### Exercise requirements
Note each line in the data holding the string "back" and report it.

Segment Start: Records for the exercise

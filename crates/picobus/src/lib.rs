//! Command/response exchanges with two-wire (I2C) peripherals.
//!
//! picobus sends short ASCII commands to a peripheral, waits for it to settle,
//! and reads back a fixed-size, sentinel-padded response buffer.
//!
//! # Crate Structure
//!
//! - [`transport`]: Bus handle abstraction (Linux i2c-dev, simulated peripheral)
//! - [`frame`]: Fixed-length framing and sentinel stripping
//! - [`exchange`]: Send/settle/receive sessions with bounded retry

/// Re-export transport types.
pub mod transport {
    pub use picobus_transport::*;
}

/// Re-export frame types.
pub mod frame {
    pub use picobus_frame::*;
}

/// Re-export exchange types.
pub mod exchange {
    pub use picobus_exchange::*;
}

Segment End: Records for the exercise
Segment Start: Records for the exercise

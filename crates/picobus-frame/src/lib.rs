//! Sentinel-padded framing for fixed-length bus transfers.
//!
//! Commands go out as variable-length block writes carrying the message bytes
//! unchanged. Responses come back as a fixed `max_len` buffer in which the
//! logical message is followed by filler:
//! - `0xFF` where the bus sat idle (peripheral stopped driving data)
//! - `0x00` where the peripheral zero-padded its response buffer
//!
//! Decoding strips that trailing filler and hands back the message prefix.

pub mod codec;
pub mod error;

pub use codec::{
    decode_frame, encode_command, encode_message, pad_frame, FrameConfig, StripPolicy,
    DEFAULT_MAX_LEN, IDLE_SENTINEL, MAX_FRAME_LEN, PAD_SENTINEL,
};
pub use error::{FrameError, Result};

Segment End: Records for the exercise

### Answer space
//! and reads back a fixed-size, sentinel-padded response buffer.
//! unchanged. Responses come back as a fixed `max_len` buffer in which the
//! Decoding strips that trailing filler and hands back the message prefix.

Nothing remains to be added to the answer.